2.1.4 Laplace smoothing
Rubric: {reasoning:2}
One way to think of Laplace smoothing is that you’re augmenting the training set with extra counts. Consider
the estimates of the conditional probabilities in this dataset when we use Laplace smoothing (with β = 1).
Give a set of extra training examples that we could add to the original training set that would make the
basic estimates give us the estimates with Laplace smoothing (in other words give a set of extra training
examples that, if they were included in the training set and we didn’t use Laplace smoothing, would give
the same estimates of the conditional probabilities as using the original dataset with Laplace smoothing).
Present your answer in a reasonably easy-to-read format, for example the same format as the data set at
the start of this question.
Answer: We can add the following data to our dataset.
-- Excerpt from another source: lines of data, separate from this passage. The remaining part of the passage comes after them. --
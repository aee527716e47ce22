//! Nominatim Reverse Geocoder
//!
//! Implements ReverseGeocoder using the OpenStreetMap Nominatim API.
//! The public instance allows one request per second, which the
//! resolution service enforces through its rate limiter.

use crate::domain::entities::Coordinate;
use crate::domain::ports::{GeocodeError, ReverseGeocoder};
use crate::domain::value_objects::CountryCode;
use async_trait::async_trait;
use reqwest::Client;
use serde::Deserialize;
use std::time::Duration;

/// Connection settings for a Nominatim instance.
#[derive(Debug, Clone)]
pub struct NominatimConfig {
    /// Base URL, without trailing `/reverse`
    pub base_url: String,
    /// User agent sent with every request (required by the usage policy)
    pub user_agent: String,
    /// Per-request timeout
    pub timeout: Duration,
}

impl Default for NominatimConfig {
    fn default() -> Self {
        Self {
            base_url: "https://nominatim.openstreetmap.org".to_string(),
            user_agent: "home-assistant-countries-visited".to_string(),
            timeout: Duration::from_secs(10),
        }
    }
}

/// Nominatim reverse geocoder.
pub struct NominatimGeocoder {
    client: Client,
    reverse_url: String,
}

impl NominatimGeocoder {
    /// Build a geocoder for the given instance.
    pub fn new(config: &NominatimConfig) -> Result<Self, GeocodeError> {
        let client = Client::builder()
            .timeout(config.timeout)
            .user_agent(config.user_agent.clone())
            .build()
            .map_err(|e| GeocodeError::Connection(e.to_string()))?;

        Ok(Self {
            client,
            reverse_url: format!("{}/reverse", config.base_url.trim_end_matches('/')),
        })
    }
}

/// Raw `/reverse` response. Nominatim answers points it cannot place
/// (open sea, poles) with `{"error": "..."}` and a 200 status.
#[derive(Debug, Deserialize)]
struct ReverseResponse {
    #[serde(default)]
    address: Option<Address>,
    #[serde(default)]
    error: Option<String>,
}

#[derive(Debug, Deserialize)]
struct Address {
    #[serde(default)]
    country_code: Option<String>,
}

impl ReverseResponse {
    fn country_code(self) -> Option<CountryCode> {
        if let Some(err) = self.error {
            tracing::debug!("nominatim could not place coordinate: {}", err);
            return None;
        }

        let raw = self.address?.country_code?;
        let code = CountryCode::parse(&raw);
        if code.is_none() {
            tracing::debug!("invalid country code from geocoding: {:?}", raw);
        }
        code
    }
}

#[async_trait]
impl ReverseGeocoder for NominatimGeocoder {
    async fn country_code(
        &self,
        coordinate: Coordinate,
    ) -> Result<Option<CountryCode>, GeocodeError> {
        let params = [
            ("lat", coordinate.latitude.to_string()),
            ("lon", coordinate.longitude.to_string()),
            ("format", "jsonv2".to_string()),
            ("zoom", "3".to_string()),
            ("addressdetails", "1".to_string()),
        ];

        let response = self
            .client
            .get(&self.reverse_url)
            .query(&params)
            .send()
            .await
            .map_err(|e| {
                if e.is_timeout() {
                    GeocodeError::Timeout
                } else {
                    GeocodeError::Connection(e.to_string())
                }
            })?;

        let status = response.status();
        if !status.is_success() {
            return Err(GeocodeError::Status(status.as_u16()));
        }

        let body: ReverseResponse = response.json().await.map_err(|e| {
            if e.is_timeout() {
                GeocodeError::Timeout
            } else {
                GeocodeError::Parse(e.to_string())
            }
        })?;

        Ok(body.country_code())
    }
}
It will give the same effects as Laplace smoothing
X =
1 0 1
0 1 0
1 0 1
0 1 0
, y =
spam
spam
not spam
not spam
2.2 Bag of Words
Rubric: {reasoning:3}
If you run python main.py -q 2.2, it will load the following dataset:
1. X: A binary matrix. Each row corresponds to a newsgroup post, and each column corresponds to
whether a particular word was used in the post. A value of 1 means that the word occured in the post.
2. wordlist: The set of words that correspond to each column.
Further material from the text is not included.